ANAPHORA – LEXICON I – FIlippo Deorsola
on l’album Lexicon I, il pianista italiano Filippo Deorsola riunisce il suo trio Anaphora per una raccolta di pezzi che sfidano le tradizioni stesse del jazz a cui i tre musicisti si sono formati.
Altamente originali e spesso inaspettate, le 11 composizioni si ispirano alla musica d’avanguardia, al jazz straight-ahead, alla musica classica contemporanea e persino al blues, giocando con le aspettative dell’ascoltatore ad ogni battuta. L’intimità del piano solo, le esplorazioni materiche del contrabbasso e le esplosioni del groove coinvolgente della batteria costruiscono l’asimmetria stilistica indefinibile delle sperimentazioni sonore di Anaphora.
Nato dall’incontro casuale ad una jam session del Conservatorio CODARTS di Rotterdam, il trio Anaphora è guidato dal desiderio di esplorare la relazione tra forma musicale, improvvisazione e capacità innata di ognuno dei musicisti di orientarsi in un paesaggio musicale.

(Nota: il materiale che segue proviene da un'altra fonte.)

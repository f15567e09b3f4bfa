use failure::Fallible;
use log::debug;
use ndarray::ArrayView2;
use rand::seq::SliceRandom;
use rand::SeedableRng;
use rand_xorshift::XorShiftRng;

use crate::{Accuracy, Classifier, DataError, ModelPerformance, Tagger, TaggingState};

/// Trainer for a tagger.
///
/// Training uses the same left-to-right state machine as tagging: the
/// features of a token are computed from the predictions for the
/// preceding tokens, never from their gold tags.
pub struct Trainer<'a, C> {
    tagger: Tagger<'a, C>,
}

impl<'a, C> Trainer<'a, C>
where
    C: Classifier,
{
    pub fn new(tagger: Tagger<'a, C>) -> Self {
        Trainer { tagger }
    }

    pub fn tagger(&self) -> &Tagger<'a, C> {
        &self.tagger
    }

    pub fn into_tagger(self) -> Tagger<'a, C> {
        self.tagger
    }

    /// Run a training or validation epoch.
    ///
    /// All states are reset and then tagged in batches of `batch_size`
    /// sentences. When `train` is true, the classifier is updated in every
    /// step using the gold tags of the active states. The states must be
    /// constructed with gold tags.
    ///
    /// Returns the average loss per token and the tagging accuracy of the
    /// epoch.
    pub fn epoch(
        &mut self,
        states: &mut [TaggingState],
        batch_size: usize,
        learning_rate: f32,
        train: bool,
    ) -> Fallible<ModelPerformance> {
        self.epoch_with_callback(states, batch_size, learning_rate, train, |_, _| ())
    }

    /// Run a training or validation epoch, calling `batch_done` after every
    /// batch.
    ///
    /// The callback receives the number of sentences in the batch and the
    /// performance on the batch.
    pub fn epoch_with_callback<F>(
        &mut self,
        states: &mut [TaggingState],
        batch_size: usize,
        learning_rate: f32,
        train: bool,
        mut batch_done: F,
    ) -> Fallible<ModelPerformance>
    where
        F: FnMut(usize, ModelPerformance),
    {
        assert!(batch_size > 0, "Batch size must be a positive value");

        for state in states.iter_mut() {
            state.reset();
        }

        let mut loss = 0f32;
        let mut n_tokens = 0;

        for (batch_idx, batch) in states.chunks_mut(batch_size).enumerate() {
            let mut n_steps = 0;
            let mut batch_loss = 0f32;
            let mut batch_tokens = 0;

            loop {
                let (active, inputs) = self.tagger.step_features(batch)?;
                if active.is_empty() {
                    break;
                }

                let golds = gold_numbers(&self.tagger, batch, &active)?;

                // train_step returns the predictions of the pre-update
                // parameters.
                let probs = if train {
                    self.tagger
                        .classifier_mut()
                        .train_step(inputs.view(), &golds, learning_rate)
                } else {
                    self.tagger.classifier().predict(inputs.view())
                };

                batch_loss += cross_entropy(probs.view(), &golds);
                batch_tokens += golds.len();

                self.tagger
                    .apply_predictions(batch, &active, probs.view())?;
                n_steps += 1;
            }

            debug!(
                "Batch {}: {} sentences, {} steps",
                batch_idx,
                batch.len(),
                n_steps
            );

            let mut batch_accuracy = Accuracy::new();
            for state in batch.iter() {
                state.eval(&mut batch_accuracy);
            }

            batch_done(
                batch.len(),
                ModelPerformance {
                    loss: average(batch_loss, batch_tokens),
                    accuracy: batch_accuracy.ratio(),
                },
            );

            loss += batch_loss;
            n_tokens += batch_tokens;
        }

        let mut accuracy = Accuracy::new();
        for state in states.iter() {
            state.eval(&mut accuracy);
        }

        Ok(ModelPerformance {
            loss: average(loss, n_tokens),
            accuracy: accuracy.ratio(),
        })
    }
}

fn average(sum: f32, n: usize) -> f32 {
    if n == 0 {
        0.
    } else {
        sum / n as f32
    }
}

/// Look up the tag numbers of the gold tags of the active states.
fn gold_numbers<C>(
    tagger: &Tagger<C>,
    states: &[TaggingState],
    active: &[usize],
) -> Result<Vec<usize>, DataError>
where
    C: Classifier,
{
    active
        .iter()
        .map(|&idx| {
            let state = &states[idx];
            let gold = state.gold().ok_or_else(|| DataError::MissingTag {
                form: state.form(state.cursor()).unwrap_or("").to_owned(),
            })?;
            tagger
                .tags()
                .number(gold)
                .ok_or_else(|| DataError::UnknownTag {
                    tag: gold.to_owned(),
                })
        })
        .collect()
}

/// Summed cross-entropy loss of the gold labels.
fn cross_entropy(probs: ArrayView2<f32>, golds: &[usize]) -> f32 {
    probs
        .outer_iter()
        .zip(golds)
        .map(|(probs, &gold)| -probs[gold].max(std::f32::MIN_POSITIVE).ln())
        .sum()
}

/// Bagging of training instances.
///
/// Every call of `sample` shuffles the instances and selects the first
/// `ratio` fraction of them.
pub struct Bagging {
    ratio: f32,
    rng: XorShiftRng,
}

impl Bagging {
    pub fn new(ratio: f32, seed: u64) -> Self {
        assert!(
            ratio > 0.0 && ratio <= 1.0,
            "The bagging ratio must be in (0, 1]."
        );

        Bagging {
            ratio,
            rng: XorShiftRng::seed_from_u64(seed),
        }
    }

    /// Shuffle `instances` and return the sample.
    pub fn sample<'s, T>(&mut self, instances: &'s mut [T]) -> &'s mut [T] {
        instances.shuffle(&mut self.rng);
        let n = ((instances.len() as f32 * self.ratio).ceil() as usize).min(instances.len());
        &mut instances[..n]
    }
}

#[cfg(test)]
mod tests {
    use std::cell::Cell;

    use conllx::graph::Sentence;
    use conllx::token::TokenBuilder;
    use lazy_static::lazy_static;
    use ndarray::{Array2, ArrayView2};
    use rand::SeedableRng;
    use rand_xorshift::XorShiftRng;

    use super::{Bagging, Trainer};
    use crate::lexicon::tests::TableEmbeddings;
    use crate::{
        Classifier, ConvClassifier, DataError, FeatureAssembler, Lexicon, Provider, TagSet,
        Tagger, TaggingState,
    };

    /// Classifier that counts forward passes.
    struct CountingClassifier {
        inner: ConvClassifier,
        predictions: Cell<usize>,
        train_steps: usize,
    }

    impl Classifier for CountingClassifier {
        fn n_groups(&self) -> usize {
            self.inner.n_groups()
        }

        fn group_len(&self) -> usize {
            self.inner.group_len()
        }

        fn n_labels(&self) -> usize {
            self.inner.n_labels()
        }

        fn predict(&self, inputs: ArrayView2<f32>) -> Array2<f32> {
            self.predictions.set(self.predictions.get() + 1);
            self.inner.predict(inputs)
        }

        fn train_step(
            &mut self,
            inputs: ArrayView2<f32>,
            labels: &[usize],
            learning_rate: f32,
        ) -> Array2<f32> {
            self.train_steps += 1;
            self.inner.train_step(inputs, labels, learning_rate)
        }
    }

    fn sentence(tokens: &[(&str, Option<&str>)]) -> Sentence {
        let mut sent = Sentence::new();
        for &(form, pos) in tokens {
            let mut builder = TokenBuilder::new(form);
            if let Some(pos) = pos {
                builder = builder.pos(pos);
            }
            sent.push(builder.into());
        }
        sent
    }

    lazy_static! {
        static ref CORPUS: Vec<Sentence> = vec![
            sentence(&[("the", Some("DET")), ("dog", Some("NOUN")), ("runs", Some("VERB"))]),
            sentence(&[("the", Some("DET")), ("cat", Some("NOUN")), ("sleeps", Some("VERB"))]),
            sentence(&[("dog", Some("NOUN")), ("runs", Some("VERB"))]),
            sentence(&[("the", Some("DET")), ("cat", Some("NOUN"))]),
            sentence(&[("cat", Some("NOUN")), ("sleeps", Some("VERB"))]),
        ];
    }

    fn tag_set() -> TagSet {
        let mut tags = TagSet::new();
        tags.add("DET");
        tags.add("NOUN");
        tags.add("VERB");
        tags
    }

    fn lexicon() -> Lexicon {
        Lexicon::new(3)
            .unwrap()
            .with_provider(
                Provider::Word2Vec,
                Box::new(TableEmbeddings::new(
                    3,
                    &[
                        ("the", &[1., 0., 0.]),
                        ("dog", &[0., 1., 0.]),
                        ("cat", &[0., 1., 0.]),
                        ("runs", &[0., 0., 1.]),
                        ("sleeps", &[0., 0., 1.]),
                    ],
                )),
            )
            .unwrap()
    }

    fn classifier(group_len: usize) -> ConvClassifier {
        let mut rng = XorShiftRng::seed_from_u64(42);
        ConvClassifier::new(1, group_len, 3, &[1], 32, &mut rng).unwrap()
    }

    fn trainer(lexicon: &Lexicon) -> Trainer<ConvClassifier> {
        let assembler = FeatureAssembler::new(lexicon, vec![0]).unwrap();
        let classifier = classifier(assembler.group_len());
        Trainer::new(Tagger::new(assembler, classifier, tag_set()).unwrap())
    }

    #[test]
    fn training_improves_accuracy() {
        let lexicon = lexicon();
        let mut trainer = trainer(&lexicon);
        let mut states = CORPUS
            .iter()
            .map(|s| trainer.tagger().gold_state(s))
            .collect::<Vec<_>>();

        let before = trainer.epoch(&mut states, 2, 0.5, false).unwrap();

        for _ in 0..100 {
            trainer.epoch(&mut states, 2, 0.5, true).unwrap();
        }

        let after = trainer.epoch(&mut states, 2, 0.5, false).unwrap();
        assert!(after.loss < before.loss);
        assert_eq!(after.accuracy, 1.);

        assert!(states.iter().all(TaggingState::is_terminal));
        assert_eq!(
            states[0].labels().collect::<Vec<_>>(),
            vec![Some("DET"), Some("NOUN"), Some("VERB")]
        );
    }

    #[test]
    fn epochs_reset_states() {
        let lexicon = lexicon();
        let mut trainer = trainer(&lexicon);
        let mut states = CORPUS
            .iter()
            .map(|s| trainer.tagger().gold_state(s))
            .collect::<Vec<_>>();

        trainer.epoch(&mut states, 3, 0.1, true).unwrap();
        trainer.epoch(&mut states, 3, 0.1, false).unwrap();

        for state in &states {
            assert_eq!(state.reset_count(), 2);
            assert!(state.is_terminal());
        }
    }

    #[test]
    fn training_runs_one_forward_pass_per_step() {
        let lexicon = lexicon();
        let assembler = FeatureAssembler::new(&lexicon, vec![0]).unwrap();
        let classifier = CountingClassifier {
            inner: classifier(assembler.group_len()),
            predictions: Cell::new(0),
            train_steps: 0,
        };
        let mut trainer = Trainer::new(Tagger::new(assembler, classifier, tag_set()).unwrap());
        let mut states = CORPUS
            .iter()
            .map(|s| trainer.tagger().gold_state(s))
            .collect::<Vec<_>>();

        // Batches of sizes 2, 2, and 1 with at most 3 tokens per sentence.
        trainer.epoch(&mut states, 2, 0.1, true).unwrap();
        let classifier = trainer.tagger().classifier();
        assert_eq!(classifier.predictions.get(), 0);
        assert_eq!(classifier.train_steps, 3 + 2 + 2);

        trainer.epoch(&mut states, 2, 0.1, false).unwrap();
        let classifier = trainer.tagger().classifier();
        assert_eq!(classifier.predictions.get(), 3 + 2 + 2);
        assert_eq!(classifier.train_steps, 3 + 2 + 2);
    }

    #[test]
    fn callback_is_called_per_batch() {
        let lexicon = lexicon();
        let mut trainer = trainer(&lexicon);
        let mut states = CORPUS
            .iter()
            .map(|s| trainer.tagger().gold_state(s))
            .collect::<Vec<_>>();

        let mut batch_sizes = Vec::new();
        trainer
            .epoch_with_callback(&mut states, 2, 0.1, true, |n_sentences, perf| {
                assert!(perf.loss > 0.);
                batch_sizes.push(n_sentences);
            })
            .unwrap();

        assert_eq!(batch_sizes, vec![2, 2, 1]);
    }

    #[test]
    fn training_requires_gold_tags() {
        let lexicon = lexicon();
        let mut trainer = trainer(&lexicon);

        let sent = sentence(&[("the", Some("DET")), ("dog", None)]);
        let mut states = vec![trainer.tagger().gold_state(&sent)];
        let err = trainer.epoch(&mut states, 1, 0.1, true).unwrap_err();
        assert_eq!(
            err.downcast_ref::<DataError>(),
            Some(&DataError::MissingTag {
                form: "dog".to_owned()
            })
        );

        let sent = sentence(&[("the", Some("ART"))]);
        let mut states = vec![trainer.tagger().gold_state(&sent)];
        let err = trainer.epoch(&mut states, 1, 0.1, true).unwrap_err();
        assert_eq!(
            err.downcast_ref::<DataError>(),
            Some(&DataError::UnknownTag {
                tag: "ART".to_owned()
            })
        );
    }

    #[test]
    fn bagging_samples_fraction() {
        let mut instances = (0..10).collect::<Vec<_>>();

        let mut bagging = Bagging::new(0.25, 7);
        let sample = bagging.sample(&mut instances).to_vec();
        assert_eq!(sample.len(), 3);

        let mut other_instances = (0..10).collect::<Vec<_>>();
        let mut other_bagging = Bagging::new(0.25, 7);
        assert_eq!(other_bagging.sample(&mut other_instances), &sample[..]);

        let mut all = Bagging::new(1.0, 7);
        let mut sorted = all.sample(&mut instances).to_vec();
        sorted.sort();
        assert_eq!(sorted, (0..10).collect::<Vec<_>>());
    }
}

In Jonathan Ho Chin Kiat (contrabbasso) e Ap Verhoeven (batteria) Filippo Deorsola ha trovato due compagni di viaggio che hanno abbracciato la natura lungimirante del jazz contemporaneo, che sfugge alla rigida classificazione di generi, e che si dimostrano cospiratori partecipi nella ricerca tesa ad eludere le attese – sia le loro, sia degli ascoltatori. Con le parole stesse di Filippo Deorsola, sgretolando una comoda familiarità con la struttura e il tempo musicali, e lanciandosi nel mondo dell’inatteso “gli automatismi del corpo vengono messi in discussione. E’ necessario quindi riprendere il controllo del corpo per fare in modo che impari a navigare forme musicali più complesse per poi lasciarlo improvvisare liberamente su queste”.

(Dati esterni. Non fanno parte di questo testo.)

pub mod notification;

pub use notification::*;
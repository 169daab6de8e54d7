use std::env;

/// Well-known secret holding the webhook destination when no explicit URL
/// is passed on the command line.
pub const WEBHOOK_URL_SECRET: &str = "DISCORD_WEBHOOK_URL";

/// Lookup-by-name secret store. `None` means the secret is not configured;
/// an empty string is representable and left to the caller to interpret.
pub trait SecretLookup {
    fn lookup(&self, name: &str) -> Option<String>;
}

/// Secrets sourced from process environment variables, the form Jenkins
/// credential bindings take inside a build step.
pub struct EnvSecrets;

impl SecretLookup for EnvSecrets {
    fn lookup(&self, name: &str) -> Option<String> {
        env::var(name).ok()
    }
}
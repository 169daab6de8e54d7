use anyhow::Result;
use clap::Parser;
use tracing::info;

mod cli;
mod discord;
mod errors;
mod models;
mod secrets;
mod utils;

use crate::cli::Cli;
use crate::models::BuildContext;
use crate::secrets::EnvSecrets;

#[tokio::main]
async fn main() -> Result<()> {
    // .env is a local-run convenience; Jenkins injects real variables.
    dotenvy::dotenv().ok();

    // Initialize logging
    tracing_subscriber::fmt()
        .with_env_filter(
            tracing_subscriber::EnvFilter::from_default_env()
                .add_directive("discord_notify=info".parse()?),
        )
        .init();

    let request = Cli::parse().into_request();
    let context = BuildContext::from_env();

    let status = discord::send_notification(&request, &context, &EnvSecrets).await?;
    info!("notification delivered (HTTP {})", status);
    Ok(())
}
use serde::{Deserialize, Serialize};

use crate::models::{BuildContext, NotificationRequest};

// Embed colors keyed by build result.
pub const COLOR_SUCCESS: u32 = 0x00FF00;
pub const COLOR_UNSTABLE: u32 = 0xFFFF00;
pub const COLOR_ABORTED: u32 = 0x808080;
pub const COLOR_FAILURE: u32 = 0xFF0000;

pub const DEFAULT_TITLE: &str = "Jenkins Job";
pub const DEFAULT_USERNAME: &str = "Jenkins";
pub const DEFAULT_AVATAR_URL: &str = "https://www.jenkins.io/images/logos/jenkins/jenkins.png";

/// Top-level Discord webhook body: sender identity plus a single embed.
#[derive(Debug, Clone, PartialEq, Eq, Serialize, Deserialize)]
pub struct WebhookPayload {
    pub username: String,
    pub avatar_url: String,
    pub embeds: Vec<Embed>,
}

#[derive(Debug, Clone, PartialEq, Eq, Serialize, Deserialize)]
pub struct Embed {
    pub title: String,
    pub url: String,
    pub description: String,
    pub color: u32,
    pub footer: EmbedFooter,
}

#[derive(Debug, Clone, PartialEq, Eq, Serialize, Deserialize)]
pub struct EmbedFooter {
    pub text: String,
}

/// Assemble the webhook payload, filling every field the request leaves
/// unset from the build context or a fixed fallback.
pub fn build_payload(request: &NotificationRequest, context: &BuildContext) -> WebhookPayload {
    let title = request
        .title
        .clone()
        .or_else(|| context.job_name.clone())
        .unwrap_or_else(|| DEFAULT_TITLE.to_string());

    let link = request
        .link
        .clone()
        .or_else(|| context.build_url.clone())
        .unwrap_or_default();

    let result = context.result.as_deref().unwrap_or("UNKNOWN");

    // Explicit colors are truncated to the 24-bit range Discord accepts.
    let color = match request.color {
        Some(value) => value & 0xFF_FFFF,
        None => result_color(result),
    };

    let footer = request
        .footer
        .clone()
        .unwrap_or_else(|| format!("Jenkins • {}", result));

    WebhookPayload {
        username: request
            .username
            .clone()
            .unwrap_or_else(|| DEFAULT_USERNAME.to_string()),
        avatar_url: request
            .avatar
            .clone()
            .unwrap_or_else(|| DEFAULT_AVATAR_URL.to_string()),
        embeds: vec![Embed {
            title,
            url: link,
            description: request.text.clone().unwrap_or_default(),
            color,
            footer: EmbedFooter { text: footer },
        }],
    }
}

/// Map a build result label to an embed color. Total: unrecognized labels
/// get the failure red.
pub fn result_color(result: &str) -> u32 {
    match result {
        "SUCCESS" => COLOR_SUCCESS,
        "UNSTABLE" => COLOR_UNSTABLE,
        "ABORTED" => COLOR_ABORTED,
        _ => COLOR_FAILURE,
    }
}

#[cfg(test)]
mod tests {
    use super::*;
    use pretty_assertions::assert_eq;

    fn request_with_text(text: &str) -> NotificationRequest {
        NotificationRequest {
            text: Some(text.to_string()),
            ..Default::default()
        }
    }

    fn success_context() -> BuildContext {
        BuildContext {
            job_name: Some("demo-job".to_string()),
            build_url: Some("http://x/1".to_string()),
            result: Some("SUCCESS".to_string()),
        }
    }

    #[test]
    fn defaults_follow_build_context() {
        let payload = build_payload(&request_with_text("Build finished"), &success_context());

        assert_eq!(payload.username, "Jenkins");
        assert_eq!(payload.avatar_url, DEFAULT_AVATAR_URL);
        assert_eq!(payload.embeds.len(), 1);

        let embed = &payload.embeds[0];
        assert_eq!(embed.title, "demo-job");
        assert_eq!(embed.url, "http://x/1");
        assert_eq!(embed.description, "Build finished");
        assert_eq!(embed.color, COLOR_SUCCESS);
        assert_eq!(embed.footer.text, "Jenkins • SUCCESS");
    }

    #[test]
    fn empty_context_falls_back_to_literals() {
        let payload = build_payload(&request_with_text("hi"), &BuildContext::default());

        let embed = &payload.embeds[0];
        assert_eq!(embed.title, "Jenkins Job");
        assert_eq!(embed.url, "");
        assert_eq!(embed.color, COLOR_FAILURE);
        assert_eq!(embed.footer.text, "Jenkins • UNKNOWN");
    }

    #[test]
    fn explicit_fields_override_context() {
        let request = NotificationRequest {
            text: Some("body".to_string()),
            title: Some("My Title".to_string()),
            link: Some("http://elsewhere/".to_string()),
            username: Some("release-bot".to_string()),
            avatar: Some("http://img/avatar.png".to_string()),
            footer: Some("custom footer".to_string()),
            ..Default::default()
        };

        let payload = build_payload(&request, &success_context());
        assert_eq!(payload.username, "release-bot");
        assert_eq!(payload.avatar_url, "http://img/avatar.png");

        let embed = &payload.embeds[0];
        assert_eq!(embed.title, "My Title");
        assert_eq!(embed.url, "http://elsewhere/");
        assert_eq!(embed.footer.text, "custom footer");
    }

    #[test]
    fn result_label_selects_color() {
        assert_eq!(result_color("SUCCESS"), COLOR_SUCCESS);
        assert_eq!(result_color("UNSTABLE"), COLOR_UNSTABLE);
        assert_eq!(result_color("ABORTED"), COLOR_ABORTED);
        assert_eq!(result_color("FAILURE"), COLOR_FAILURE);
        assert_eq!(result_color("NOT_BUILT"), COLOR_FAILURE);
        assert_eq!(result_color("success"), COLOR_FAILURE);
    }

    #[test]
    fn explicit_color_wins_over_result() {
        let mut request = request_with_text("oops");
        request.color = Some(0x123456);

        let mut context = success_context();
        context.result = Some("FAILURE".to_string());

        let payload = build_payload(&request, &context);
        assert_eq!(payload.embeds[0].color, 0x123456);

        request.color = Some(255);
        let payload = build_payload(&request, &context);
        assert_eq!(payload.embeds[0].color, 255);
    }

    #[test]
    fn explicit_color_is_masked_to_24_bits() {
        let mut request = request_with_text("x");
        request.color = Some(0xFF00_FF00);

        let payload = build_payload(&request, &BuildContext::default());
        assert_eq!(payload.embeds[0].color, 0x00FF00);
    }

    #[test]
    fn payload_round_trips_through_json() {
        let payload = build_payload(&request_with_text("Build finished"), &success_context());

        let json = serde_json::to_string(&payload).unwrap();
        let parsed: WebhookPayload = serde_json::from_str(&json).unwrap();
        assert_eq!(parsed, payload);
    }

    #[test]
    fn payload_serializes_to_webhook_schema() {
        let payload = build_payload(&request_with_text("Build finished"), &success_context());
        let json = serde_json::to_value(&payload).unwrap();

        assert_eq!(
            json,
            serde_json::json!({
                "username": "Jenkins",
                "avatar_url": DEFAULT_AVATAR_URL,
                "embeds": [{
                    "title": "demo-job",
                    "url": "http://x/1",
                    "description": "Build finished",
                    "color": 0x00FF00,
                    "footer": { "text": "Jenkins • SUCCESS" }
                }]
            })
        );
    }
}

Volendo trasformare le parole in azione, Filippo Deorsola ha presentato la sua ricerca sull’improvvisazione, oggetto della sua tesi di laurea, alla Arts and Technology Conference di Porto nel 2021, e ha fondato il M.A.D. Collective (Mutually Assured Deconstruction), uno spazio che riunisce artisti visivi, autori, esecutori e rappresentanti del mondo accademico per elaborare nuove modalità di indagine degli eventi e del mondo che ci circonda.
Lexicon I è un’esperienza di ascolto affascinante per gli amanti della musica contemporanea, e lascia presagire cosa ci riserveranno in futuro Filippo Deorsola e i suoi compagni musicisti.